Each gill is attached in the middle of its length to the thoracic wall by a small connection called the gill-root. Nerves and blood vessels enter or leave the gills through the gill-roots.
In Palaemon Malcolmsonii, all the gills are phyllobranch, i.e., each gill consists of two rows of leaf-like rhomboidal gill- plates arranged like the leaves of book and lie at right angles to the long axis or the base of the gill.
The gill plates are largest in the middle but become gradually smaller towards the two ends of the gill. Between the two rows of gill- plates runs a deep median longitudinal groove which opens into the gill- chamber at both the dorsal and ventral ends of the gill.
Histological structure of gill:
A transverse section of a gill reveals that the axis or base is roughly triangular in outline and consists of central core of connective tissue enclosed by a layer of epidermis which is externally protected by a thin cuticle. A gill plate is made up of single layer of cells with cuticle on both sides. The cells are of two types, viz., pigmented and transparent, alternating with each other.
Vascular supply of the gills:
Three longitudinal blood channels run through each gill base. There are two lateral longitudinal channels, running along the lateral margins, one on each side. The third is a median longitudinal channel, which runs through the apex of gill base below the median groove of the gill.
The two lateral longitudinal channels are connected with each other by a series of small transverse connectives which present a ladder-like appearance. At the place of attachment of each gill-plate on the axis, a slender marginal channel is given off from each lateral longitudinal channel which runs all along the margin of its gill-plate and opens into the median longitudinal channel.

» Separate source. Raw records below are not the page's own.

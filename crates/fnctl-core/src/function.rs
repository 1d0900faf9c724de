//! The function descriptor persisted as `func.yaml`

use std::collections::BTreeMap;
use std::path::{Path, PathBuf};
use std::time::UNIX_EPOCH;

use chrono::{DateTime, Utc};
use serde::{Deserialize, Serialize};
use sha2::{Digest, Sha256};
use walkdir::WalkDir;

use crate::envs::{Env, validate_envs};
use crate::error::{CoreError, Result};
use crate::image::derive_image;
use crate::labels::{Label, validate_labels};
use crate::volumes::{Volume, validate_volumes};

/// Descriptor file name inside the function root
pub const FUNCTION_FILE: &str = "func.yaml";

/// Directory holding local build metadata
pub const RUNTIME_DIR: &str = ".func";

/// File inside [`RUNTIME_DIR`] recording the fingerprint of the last build
pub const BUILT_FILE: &str = "built";

/// A function project and its persisted lifecycle state
#[derive(Debug, Clone, Default, PartialEq, Serialize, Deserialize)]
#[serde(rename_all = "camelCase")]
pub struct FunctionDescriptor {
    #[serde(default)]
    pub name: String,

    /// Directory containing `func.yaml`
    #[serde(skip)]
    pub root: PathBuf,

    #[serde(default, skip_serializing_if = "String::is_empty")]
    pub runtime: String,

    #[serde(default, skip_serializing_if = "Option::is_none")]
    pub registry: Option<String>,

    /// Explicitly requested image, overriding the registry-derived one
    #[serde(default, skip_serializing_if = "Option::is_none")]
    pub image: Option<String>,

    /// Namespace the user asked to deploy into
    #[serde(default, skip_serializing_if = "Option::is_none")]
    pub namespace: Option<String>,

    #[serde(default, skip_serializing_if = "Option::is_none")]
    pub created: Option<DateTime<Utc>>,

    #[serde(default, skip_serializing_if = "BuildSpec::is_empty")]
    pub build: BuildSpec,

    #[serde(default, skip_serializing_if = "RunSpec::is_empty")]
    pub run: RunSpec,

    #[serde(default, skip_serializing_if = "DeploySpec::is_empty")]
    pub deploy: DeploySpec,

    /// Fingerprint recorded by the last successful build
    #[serde(skip)]
    pub build_stamp: Option<String>,

    /// Fingerprint of the source tree as currently on disk
    #[serde(skip)]
    pub source_fingerprint: Option<String>,
}

#[derive(Debug, Clone, Default, PartialEq, Eq, Serialize, Deserialize)]
#[serde(rename_all = "camelCase")]
pub struct BuildSpec {
    #[serde(default, skip_serializing_if = "Option::is_none")]
    pub builder: Option<String>,

    /// Image produced by the last successful build
    #[serde(default, skip_serializing_if = "Option::is_none")]
    pub image: Option<String>,

    /// Builder image overrides keyed by builder name
    #[serde(default, skip_serializing_if = "BTreeMap::is_empty")]
    pub builder_images: BTreeMap<String, String>,

    #[serde(default, skip_serializing_if = "GitSpec::is_empty")]
    pub git: GitSpec,
}

impl BuildSpec {
    pub fn is_empty(&self) -> bool {
        self.builder.is_none()
            && self.image.is_none()
            && self.builder_images.is_empty()
            && self.git.is_empty()
    }
}

/// Git source used by remote builds
#[derive(Debug, Clone, Default, PartialEq, Eq, Serialize, Deserialize)]
#[serde(rename_all = "camelCase")]
pub struct GitSpec {
    #[serde(default, skip_serializing_if = "Option::is_none")]
    pub url: Option<String>,
    #[serde(default, skip_serializing_if = "Option::is_none")]
    pub revision: Option<String>,
    #[serde(default, skip_serializing_if = "Option::is_none")]
    pub context_dir: Option<String>,
}

impl GitSpec {
    pub fn is_empty(&self) -> bool {
        self.url.is_none() && self.revision.is_none() && self.context_dir.is_none()
    }

    /// Split a `url#branch` url. An explicit revision wins over the fragment.
    pub fn resolved(&self) -> GitSpec {
        let (url, fragment) = match self.url.as_deref().map(split_git_url) {
            Some((url, fragment)) => (Some(url), fragment),
            None => (None, None),
        };
        GitSpec {
            url,
            revision: self.revision.clone().or(fragment),
            context_dir: self.context_dir.clone(),
        }
    }
}

/// Split `https://host/repo.git#branch` into the url and branch
pub fn split_git_url(url: &str) -> (String, Option<String>) {
    match url.split_once('#') {
        Some((base, branch)) if !branch.is_empty() => (base.to_string(), Some(branch.to_string())),
        Some((base, _)) => (base.to_string(), None),
        None => (url.to_string(), None),
    }
}

#[derive(Debug, Clone, Default, PartialEq, Eq, Serialize, Deserialize)]
#[serde(rename_all = "camelCase")]
pub struct RunSpec {
    #[serde(default, skip_serializing_if = "Vec::is_empty")]
    pub envs: Vec<Env>,
    #[serde(default, skip_serializing_if = "Vec::is_empty")]
    pub volumes: Vec<Volume>,
}

impl RunSpec {
    pub fn is_empty(&self) -> bool {
        self.envs.is_empty() && self.volumes.is_empty()
    }
}

#[derive(Debug, Clone, Default, PartialEq, Eq, Serialize, Deserialize)]
#[serde(rename_all = "camelCase")]
pub struct DeploySpec {
    /// Namespace of the last successful deployment
    #[serde(default, skip_serializing_if = "Option::is_none")]
    pub namespace: Option<String>,

    /// Image reference of the last successful deployment
    #[serde(default, skip_serializing_if = "Option::is_none")]
    pub image: Option<String>,

    #[serde(default, skip_serializing_if = "Vec::is_empty")]
    pub labels: Vec<Label>,
}

impl DeploySpec {
    pub fn is_empty(&self) -> bool {
        self.namespace.is_none() && self.image.is_none() && self.labels.is_empty()
    }
}

impl FunctionDescriptor {
    pub fn new(name: impl Into<String>, root: impl Into<PathBuf>) -> Self {
        Self {
            name: name.into(),
            root: root.into(),
            created: Some(Utc::now()),
            ..Default::default()
        }
    }

    /// A descriptor is initialized once it carries a name
    pub fn is_initialized(&self) -> bool {
        !self.name.is_empty()
    }

    pub fn from_yaml(content: &str, root: &Path) -> Result<Self> {
        let mut f: FunctionDescriptor = serde_yaml::from_str(content)?;
        f.root = root.to_path_buf();
        Ok(f)
    }

    pub fn to_yaml(&self) -> Result<String> {
        Ok(serde_yaml::to_string(self)?)
    }

    /// Validate all collections, reporting every problem at once
    pub fn validate(&self) -> Result<()> {
        let mut errors = Vec::new();
        if !self.is_initialized() {
            errors.push("function name is required".to_string());
        }
        errors.extend(validate_envs(&self.run.envs));
        errors.extend(validate_volumes(&self.run.volumes));
        errors.extend(validate_labels(&self.deploy.labels));
        if let Some(url) = &self.build.git.url {
            if url.trim().is_empty() || url.chars().any(char::is_whitespace) {
                errors.push(format!("git url {url:?} is not valid"));
            }
        }
        if errors.is_empty() {
            Ok(())
        } else {
            Err(CoreError::InvalidEntries {
                subject: FUNCTION_FILE.to_string(),
                errors,
            })
        }
    }

    /// The image a build or deploy should produce right now.
    ///
    /// An explicit image wins, then the registry-derived name, then the image
    /// of the last build.
    pub fn target_image(&self) -> Result<String> {
        if let Some(image) = self.image.as_deref().filter(|i| !i.is_empty()) {
            return Ok(image.to_string());
        }
        if let Some(registry) = self.registry.as_deref().filter(|r| !r.is_empty()) {
            return derive_image(registry, &self.name);
        }
        if let Some(built) = &self.build.image {
            return Ok(built.clone());
        }
        Err(CoreError::RegistryRequired)
    }

    pub fn runtime_dir(&self) -> PathBuf {
        self.root.join(RUNTIME_DIR)
    }
}

/// Fingerprint a source tree by path and modification time.
///
/// The runtime directory, `.git` and the descriptor itself are excluded.
pub fn fingerprint(root: &Path) -> Result<String> {
    let mut hasher = Sha256::new();
    let walker = WalkDir::new(root)
        .sort_by_file_name()
        .into_iter()
        .filter_entry(|e| {
            e.depth() == 0 || !matches!(e.file_name().to_str(), Some(RUNTIME_DIR) | Some(".git"))
        });
    for entry in walker {
        let entry = entry.map_err(|e| CoreError::Io(std::io::Error::other(e.to_string())))?;
        if entry.depth() == 0 || (entry.depth() == 1 && entry.file_name() == FUNCTION_FILE) {
            continue;
        }
        let relative = entry.path().strip_prefix(root).unwrap_or(entry.path());
        let modified = entry
            .metadata()
            .map_err(|e| CoreError::Io(std::io::Error::other(e.to_string())))?
            .modified()?;
        let since_epoch = modified.duration_since(UNIX_EPOCH).unwrap_or_default();
        hasher.update(relative.to_string_lossy().as_bytes());
        hasher.update(since_epoch.as_nanos().to_le_bytes());
    }
    Ok(hex::encode(hasher.finalize()))
}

Course of blood in a gill:
Non- aerated or impurified blood from the body is brought to the gill by an afferent branchial channel which opens into a transverse connective lying immediately against the root of the gill.
The blood then flows into both the lateral longitudinal channels and passes through the marginal channels and reaches the median longitudinal channel. During this course the blood gets oxygenated. From the median longitudinal channel of each gill all the oxygenated blood is carried by an efferent branchial channel to the pericardial sinus and heart.
Mechanism of Respiration:
The scaphognathite of each maxilla vibrates constantly causing a current of water in the gill chamber.
The freshwater enters the gill chamber from behind in the form of a current along the posterior and ventral margins of the gill cover. The water then flows over the gills and epipodites and reaches the antero-dorsal depression of the gill chamber wherefrom it is expelled out at the anterior end by the baling action of the scaphognathite.
The gills and epipodites are richly supplied with blood and exchange of gases takes place on the surface of gills and epipodites. The oxygen dissolved in water is taken in by blood and carbon dioxide diffuses out in the water. The action of scaphognathite is supplemented by the movements of the exopodites of maxillipedes.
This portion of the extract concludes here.